Die wenigsten ahnen, dass gar keine Infektion dahinter steckt. Sie schreiben ihre regelmäßigen Durchfälle auf das Konto von Salmonellen, Choleraerregern oder der Amöbenruhr. Dabei steckt ein harmloser Stoff dahinter, den gesunde Menschen problemlos vertragen: Milchzucker.

Er verursacht Blähungen, Kopfschmerzen, Darmkoliken, Durchfall, Übelkeit. Schon zwölf Millionen Deutsche sind betroffen! Und die meisten wissen gar nicht, was da wirklich los ist. Diese Form von Alltagsdurchfall, in der ärztlichen Fachsprache Laktose-Intoleranz genannt (zu Deutsch: Milchzucker-Unverträglichkeit), ist auf dem besten Weg, eine Volkskrankheit zu werden. Denn die Deutschen essen mehr Milchprodukte als je zuvor. Dies vielfach auch, ohne es überhaupt zu wissen. Denn Milchzucker steckt eben nicht nur in Milch und Käse, Sahne und Quark, sondern auch häufig in Wiener Würstchen, Backwaren, Zuckersachen, Pommes, Süßstofftabletten und vielen Medikamenten.
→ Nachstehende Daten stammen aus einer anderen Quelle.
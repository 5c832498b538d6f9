//! Runtime type tags — the identity half of type erasure.

use std::any::{Any, TypeId};
use std::fmt;
use std::hash::{Hash, Hasher};

/// Runtime identity of a Rust type, with its name kept for diagnostics.
///
/// Equality and hashing use the `TypeId` alone.
#[derive(Clone, Copy)]
pub struct TypeTag {
    id: TypeId,
    name: &'static str,
}

impl TypeTag {
    pub fn of<T: Any + ?Sized>() -> Self {
        Self {
            id: TypeId::of::<T>(),
            name: std::any::type_name::<T>(),
        }
    }

    pub fn id(&self) -> TypeId {
        self.id
    }

    /// Fully qualified type name, e.g. `alloc::string::String`.
    pub fn name(&self) -> &'static str {
        self.name
    }

    /// Last path segment with generic arguments stripped, e.g. `String`.
    pub fn short_name(&self) -> &'static str {
        short_type_name(self.name)
    }

    pub fn is<T: Any + ?Sized>(&self) -> bool {
        self.id == TypeId::of::<T>()
    }
}

impl PartialEq for TypeTag {
    fn eq(&self, other: &Self) -> bool {
        self.id == other.id
    }
}

impl Eq for TypeTag {}

impl Hash for TypeTag {
    fn hash<H: Hasher>(&self, state: &mut H) {
        self.id.hash(state);
    }
}

impl fmt::Debug for TypeTag {
    fn fmt(&self, f: &mut fmt::Formatter<'_>) -> fmt::Result {
        write!(f, "TypeTag({})", self.name)
    }
}

impl fmt::Display for TypeTag {
    fn fmt(&self, f: &mut fmt::Formatter<'_>) -> fmt::Result {
        f.write_str(self.short_name())
    }
}

pub(crate) fn short_type_name(full: &'static str) -> &'static str {
    let base = match full.find('<') {
        Some(idx) => &full[..idx],
        None => full,
    };
    base.rsplit("::").next().unwrap_or(base)
}
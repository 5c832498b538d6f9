//! # Model Layer
//!
//! The pieces every other module is built on: how a model type is
//! identified, how its fields are named, and how values are erased and
//! recovered.
//!
//! Design rule: no storage types, no I/O here. This module is pure data.

pub mod type_tag;
pub mod key_path;
pub mod value;

use std::fmt;
use std::hash::{Hash, Hasher};

use chrono::{DateTime, NaiveDate, NaiveDateTime, NaiveTime, Utc};

use crate::schema::{AnySchema, Schema};

pub use type_tag::TypeTag;
pub use key_path::{AnyKeyPath, Hop, KeyPath};
pub use value::{AnyValue, ValueMap};

// ============================================================================
// Model
// ============================================================================

/// An application entity whose fields are described by a [`Schema`].
///
/// Implementations keep their schema in a `static` [`OnceLock`] so it is
/// built once and shared:
///
/// ```rust
/// use std::sync::OnceLock;
/// use schemata::{KeyPath, Model, Property, Schema};
///
/// #[derive(Clone)]
/// struct Tag { label: String }
///
/// impl Tag {
///     fn label() -> KeyPath<Tag, String> {
///         KeyPath::new("label", |t: &Tag| t.label.clone())
///     }
/// }
///
/// impl Model for Tag {
///     fn schema() -> &'static Schema<Self> {
///         static SCHEMA: OnceLock<Schema<Tag>> = OnceLock::new();
///         SCHEMA.get_or_init(|| {
///             Schema::builder()
///                 .property(Property::value(Tag::label(), "label"))
///                 .build()
///                 .expect("Tag schema")
///         })
///     }
/// }
///
/// assert_eq!(Tag::schema().name(), "Tag");
/// ```
///
/// A schema initializer may look up another model's schema (an inverse
/// to-many does), but two schemas must not look each other up while
/// initializing.
///
/// [`OnceLock`]: std::sync::OnceLock
pub trait Model: Sized + Send + Sync + 'static {
    fn schema() -> &'static Schema<Self>;

    /// Name used for a schema built without an explicit one.
    fn schema_name() -> &'static str {
        type_tag::short_type_name(std::any::type_name::<Self>())
    }
}

// ============================================================================
// ModelValue
// ============================================================================

/// Marker for scalar types a property may store directly.
///
/// Implement it for application newtypes and enums that the storage layer
/// knows how to encode.
pub trait ModelValue: Clone + Send + Sync + 'static {}

macro_rules! impl_model_value {
    ($($ty:ty),* $(,)?) => {
        $(impl ModelValue for $ty {})*
    };
}

impl_model_value!(
    String, bool, char,
    i8, i16, i32, i64, i128, isize,
    u8, u16, u32, u64, u128, usize,
    f32, f64,
    NaiveDate, NaiveTime, NaiveDateTime, DateTime<Utc>,
);

// ============================================================================
// ModelRef
// ============================================================================

/// Handle on a related model type, resolving its erased schema on demand.
///
/// Holding a function instead of the schema itself lets two models refer
/// to each other without either schema being built first.
#[derive(Clone, Copy)]
pub struct ModelRef {
    tag: TypeTag,
    schema: fn() -> &'static AnySchema,
}

impl ModelRef {
    pub fn of<M: Model>() -> Self {
        Self {
            tag: TypeTag::of::<M>(),
            schema: any_schema_of::<M>,
        }
    }

    pub fn type_tag(&self) -> TypeTag {
        self.tag
    }

    /// The related model's erased schema. Builds it on first use.
    pub fn schema(&self) -> &'static AnySchema {
        (self.schema)()
    }
}

fn any_schema_of<M: Model>() -> &'static AnySchema {
    M::schema().as_any()
}

impl PartialEq for ModelRef {
    fn eq(&self, other: &Self) -> bool {
        self.tag == other.tag
    }
}

impl Eq for ModelRef {}

impl Hash for ModelRef {
    fn hash<H: Hasher>(&self, state: &mut H) {
        self.tag.hash(state);
    }
}

impl fmt::Debug for ModelRef {
    fn fmt(&self, f: &mut fmt::Formatter<'_>) -> fmt::Result {
        write!(f, "ModelRef({})", self.tag.short_name())
    }
}

impl fmt::Display for ModelRef {
    fn fmt(&self, f: &mut fmt::Formatter<'_>) -> fmt::Result {
        f.write_str(self.tag.short_name())
    }
}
Es ist also nicht ganz einfach, den Übeltäter zu meiden. Aber es ist relativ einfach, festzustellen, ob man zu den Betroffenen gehört: Man geht zum Arzt und lässt einen Laktose-Test machen. Zu diesem Zweck muss man morgens nüchtern erscheinen und erhält eine Lösung mit 50 Gramm Milchzucker zu trinken. Dann wird in zeitlichen Abständen etwas Blut entnommen beziehungsweise der Wasserstoffanteil in der Atemluft gemessen. Beide Verfahren geben Aufschluss darüber, ob der Milchzucker in abnormaler Weise vom Körper verwertet wird.

Bei der Laktose-Intoleranz liegt ein Enzym-Defekt vor - bei Männern wie Frauen etwa gleich häufig. Der Organismus bildet zu wenig (oder gar kein) Enzym Laktase. Das braucht er aber, um den Zweifachzucker Laktose in seine Bestandteile Traubenzucker und Galaktose aufzuspalten.

Mit den Jahren nimmt die Enzymtätigkeit des Menschen stark ab. Bei Personen über 40 ist nur noch zehn Prozent der Laktasetätigkeit eines Säuglings vorhanden. Fehlt das Enzym, wird der Milchzucker in tiefere Abschnitte des Darms abgeschoben, wo Bakterien ihn zersetzen  zu Wasserstoff, Kohlendioxid und Methan. Diese Kleinmoleküle ziehen Wasser aus dem Organismus in den Darm; entstehende organische Säuren aktivieren die Darmbewegung, und schon ist der schönste Durchfall im Gang.

Heftige Blähungen, Schwindel und Übelkeit können sich einstellen, auch depressive Verstimmungen oder unreine Haut. Bei einem englischen Patienten kamen die Ärzte erst nach 26 Jahren des Leidens unter Muskelschmerzen, Müdigkeit, Bluthochdruck und Herzrasen auf die richtige Diagnose: Laktose-Intoleranz.

Wer es hat, dem hilft nur eines: Milchzucker meiden! Das ist leichter gesagt als getan. Denn die Industrie nimmt Laktose gern her. Milchzucker sorgt bei abgepackter Wurst und Würstchen für angenehmen Biss, er verleiht Pommes und Kroketten beim Braten verlockend braune Kruste, er verändert die Kristallstrukturen von Zucker in Süßigkeiten und bindet als Träger Süßstoff ebenso wie viele Arzneimittel.

Deshalb heißt es für Betroffene, beim Einkauf aufzupassen. Laktose kann vorkommen in Margarine und Butter, Wurst, Salatdressings, Nuss-Nougat-Creme, Torten und Kuchen, Knödeln aus der Packung, Hamburgern, Ketchup und Mayo, Soßenbindern und Streuwürze, Schokoriegeln und Bouillon, Kartoffelpüree und Gewürzmischungen.

Unbedenklich sind: Obst, Gemüse, Fruchtsäfte, Kaffee, Tee, Öl, Reis, Nudeln, Kartoffeln, Sojamilch, Frischfleisch, frischer Fisch und Geflügel, Eier, Zucker, flüssiger Süßstoff, Hülsenfrüchte, Getreide, Gemüsesaft, Salz und Nüsse. Zwei Milchprodukte werden übrigens von Laktose-Patienten meist gut vertragen: Joghurt und Kefir. Die darin enthaltenen Laktobazillen ersetzen sozusagen die Laktase - und helfen den Milchzucker im Darm abzubauen.